Nothing but the lines from the start of the records through the line that contains "let decoded = match" is to be copied, and each is to be copied exactly.

╭─ Data to use

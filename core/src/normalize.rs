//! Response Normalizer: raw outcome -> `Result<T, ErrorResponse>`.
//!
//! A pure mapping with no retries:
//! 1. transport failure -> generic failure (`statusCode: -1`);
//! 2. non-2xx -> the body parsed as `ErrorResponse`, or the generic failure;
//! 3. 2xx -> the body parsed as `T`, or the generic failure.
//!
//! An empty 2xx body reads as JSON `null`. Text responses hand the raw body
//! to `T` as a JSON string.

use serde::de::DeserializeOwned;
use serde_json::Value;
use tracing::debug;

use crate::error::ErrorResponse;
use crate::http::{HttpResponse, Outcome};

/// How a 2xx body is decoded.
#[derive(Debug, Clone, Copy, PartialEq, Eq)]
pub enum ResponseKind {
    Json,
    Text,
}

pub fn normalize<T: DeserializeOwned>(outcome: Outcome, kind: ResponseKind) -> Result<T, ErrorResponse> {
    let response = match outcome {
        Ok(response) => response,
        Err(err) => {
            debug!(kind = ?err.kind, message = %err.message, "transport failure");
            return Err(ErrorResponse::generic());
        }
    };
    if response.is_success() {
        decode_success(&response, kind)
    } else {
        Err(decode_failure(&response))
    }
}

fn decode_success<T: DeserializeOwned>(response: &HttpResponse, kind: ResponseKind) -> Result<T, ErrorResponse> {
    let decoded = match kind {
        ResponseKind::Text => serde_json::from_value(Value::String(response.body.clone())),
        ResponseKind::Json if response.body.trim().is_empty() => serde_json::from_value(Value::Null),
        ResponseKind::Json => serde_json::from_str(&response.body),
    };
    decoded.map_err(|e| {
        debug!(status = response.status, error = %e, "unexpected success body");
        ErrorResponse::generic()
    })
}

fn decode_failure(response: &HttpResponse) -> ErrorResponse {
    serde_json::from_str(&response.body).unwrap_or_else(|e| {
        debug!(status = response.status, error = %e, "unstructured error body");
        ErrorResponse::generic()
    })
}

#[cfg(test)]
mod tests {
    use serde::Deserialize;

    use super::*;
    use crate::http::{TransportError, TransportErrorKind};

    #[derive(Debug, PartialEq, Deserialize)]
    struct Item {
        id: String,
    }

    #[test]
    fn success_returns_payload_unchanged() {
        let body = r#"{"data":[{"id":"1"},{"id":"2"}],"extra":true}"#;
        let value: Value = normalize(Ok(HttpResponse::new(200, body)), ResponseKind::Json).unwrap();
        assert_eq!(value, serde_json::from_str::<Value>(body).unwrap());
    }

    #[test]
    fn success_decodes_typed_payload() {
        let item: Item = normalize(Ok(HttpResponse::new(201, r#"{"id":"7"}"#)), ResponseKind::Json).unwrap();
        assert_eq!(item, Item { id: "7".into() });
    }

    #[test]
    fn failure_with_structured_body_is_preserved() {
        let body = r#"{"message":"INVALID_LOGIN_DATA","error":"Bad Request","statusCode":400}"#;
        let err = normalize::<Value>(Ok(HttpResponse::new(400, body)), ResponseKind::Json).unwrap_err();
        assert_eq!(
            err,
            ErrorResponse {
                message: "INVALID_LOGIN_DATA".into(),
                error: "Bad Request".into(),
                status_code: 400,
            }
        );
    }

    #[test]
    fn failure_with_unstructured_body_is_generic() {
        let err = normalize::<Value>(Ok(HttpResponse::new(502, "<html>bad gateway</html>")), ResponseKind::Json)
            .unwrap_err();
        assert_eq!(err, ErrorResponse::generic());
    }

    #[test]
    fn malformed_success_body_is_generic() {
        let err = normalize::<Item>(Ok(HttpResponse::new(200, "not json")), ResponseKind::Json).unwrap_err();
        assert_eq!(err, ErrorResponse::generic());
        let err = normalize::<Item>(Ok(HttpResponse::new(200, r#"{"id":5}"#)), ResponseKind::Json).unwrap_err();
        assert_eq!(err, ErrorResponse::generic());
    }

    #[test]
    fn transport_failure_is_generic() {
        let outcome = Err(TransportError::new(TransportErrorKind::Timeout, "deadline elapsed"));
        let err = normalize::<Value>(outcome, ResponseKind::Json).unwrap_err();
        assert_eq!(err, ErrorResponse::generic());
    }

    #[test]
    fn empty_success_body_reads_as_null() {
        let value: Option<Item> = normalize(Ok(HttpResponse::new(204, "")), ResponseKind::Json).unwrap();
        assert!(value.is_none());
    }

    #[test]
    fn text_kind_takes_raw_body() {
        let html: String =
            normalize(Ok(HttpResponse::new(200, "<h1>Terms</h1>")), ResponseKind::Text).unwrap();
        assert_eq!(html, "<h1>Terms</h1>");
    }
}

╰─

◆ Task result ◆
filename core/src/normalize.rs
//! Response Normalizer: raw outcome -> `Result<T, ErrorResponse>`.
//!
//! A pure mapping with no retries:
//! 1. transport failure -> generic failure (`statusCode: -1`);
//! 2. non-2xx -> the body parsed as `ErrorResponse`, or the generic failure;
//! 3. 2xx -> the body parsed as `T`, or the generic failure.
//!
//! An empty 2xx body reads as JSON `null`. Text responses hand the raw body
//! to `T` as a JSON string.

use serde::de::DeserializeOwned;
use serde_json::Value;
use tracing::debug;

use crate::error::ErrorResponse;
use crate::http::{HttpResponse, Outcome};

/// How a 2xx body is decoded.
#[derive(Debug, Clone, Copy, PartialEq, Eq)]
pub enum ResponseKind {
    Json,
    Text,
}

pub fn normalize<T: DeserializeOwned>(outcome: Outcome, kind: ResponseKind) -> Result<T, ErrorResponse> {
    let response = match outcome {
        Ok(response) => response,
        Err(err) => {
            debug!(kind = ?err.kind, message = %err.message, "transport failure");
            return Err(ErrorResponse::generic());
        }
    };
    if response.is_success() {
        decode_success(&response, kind)
    } else {
        Err(decode_failure(&response))
    }
}

fn decode_success<T: DeserializeOwned>(response: &HttpResponse, kind: ResponseKind) -> Result<T, ErrorResponse> {
    let decoded = match kind {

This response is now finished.